=== Section Start ===
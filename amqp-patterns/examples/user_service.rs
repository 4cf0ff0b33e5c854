//! The `model.user` service: a work queue, a routed CRUD exchange, a pub/sub
//! exchange and one RPC endpoint.
//!
//! Run against a local broker with `AMQP_URL=amqp://localhost:5672`.

use amqp_patterns::{Message, Service, ServiceConfig};
use serde_json::json;
use tracing::info;
use tracing_subscriber::EnvFilter;

#[tokio::main]
async fn main() -> anyhow::Result<()> {
    tracing_subscriber::fmt()
        .with_env_filter(
            EnvFilter::try_from_default_env().unwrap_or_else(|_| EnvFilter::new("info,amqp_patterns=debug")),
        )
        .init();

    let config = ServiceConfig::from_env("model.user")?;
    let service = Service::new(config)?
        .work_queue("email", |msg: Message| async move {
            info!("📧 Sending email: {}", msg.payload);
            Ok(None)
        })
        .routed("crud", ["create", "read", "update", "delete"], |msg: Message| async move {
            info!("📝 {} user: {}", msg.routing_key, msg.payload);
            Ok(None)
        })
        .pub_sub("save", |msg: Message| async move {
            info!("💾 User saved: {}", msg.payload);
            Ok(None)
        })
        .rpc("getPassword", |_msg: Message| async move { Ok(Some(json!({"password": "abc123"}))) });

    service.init().await?;

    service.broadcast("email", json!({"to": "ada@example.com"})).await?;
    service.publish_routed("crud", "create", json!({"name": "ada"})).await?;
    service.publish("save", json!({"id": 1})).await?;

    let password = service.call_rpc("getPassword", json!({"id": 1})).await?;
    info!("🔑 getPassword replied {}", password);

    info!("Serving until ctrl-c");
    tokio::signal::ctrl_c().await?;
    service.shutdown().await?;
    Ok(())
}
=== Section End ===
PROMPT: Give back every entry exactly.

OUTPUT BELOW:
filename amqp-patterns/examples/user_service.rs
repository 4cf0ff0b33e5c854
//! The `model.user` service: a work queue, a routed CRUD exchange, a pub/sub
//! exchange and one RPC endpoint.
//!
//! Run against a local broker with `AMQP_URL=amqp://localhost:5672`.

use amqp_patterns::{Message, Service, ServiceConfig};
use serde_json::json;
use tracing::info;
use tracing_subscriber::EnvFilter;

#[tokio::main]
async fn main() -> anyhow::Result<()> {
    tracing_subscriber::fmt()
        .with_env_filter(
            EnvFilter::try_from_default_env().unwrap_or_else(|_| EnvFilter::new("info,amqp_patterns=debug")),
        )
        .init();

    let config = ServiceConfig::from_env("model.user")?;
    let service = Service::new(config)?
        .work_queue("email", |msg: Message| async move {
            info!("📧 Sending email: {}", msg.payload);
            Ok(None)
        })
        .routed("crud", ["create", "read", "update", "delete"], |msg: Message| async move {
            info!("📝 {} user: {}", msg.routing_key, msg.payload);
            Ok(None)
        })
        .pub_sub("save", |msg: Message| async move {
            info!("💾 User saved: {}", msg.payload);
            Ok(None)
        })
        .rpc("getPassword", |_msg: Message| async move { Ok(Some(json!({"password": "abc123"}))) });

    service.init().await?;

    service.broadcast("email", json!({"to": "ada@example.com"})).await?;
    service.publish_routed("crud", "create", json!({"name": "ada"})).await?;
    service.publish("save", json!({"id": 1})).await?;

    let password = service.call_rpc("getPassword", json!({"id": 1})).await?;
    info!("🔑 getPassword replied {}", password);

    info!("Serving until ctrl-c");
    tokio::signal::ctrl_c().await?;
    service.shutdown().await?;
    Ok(())
}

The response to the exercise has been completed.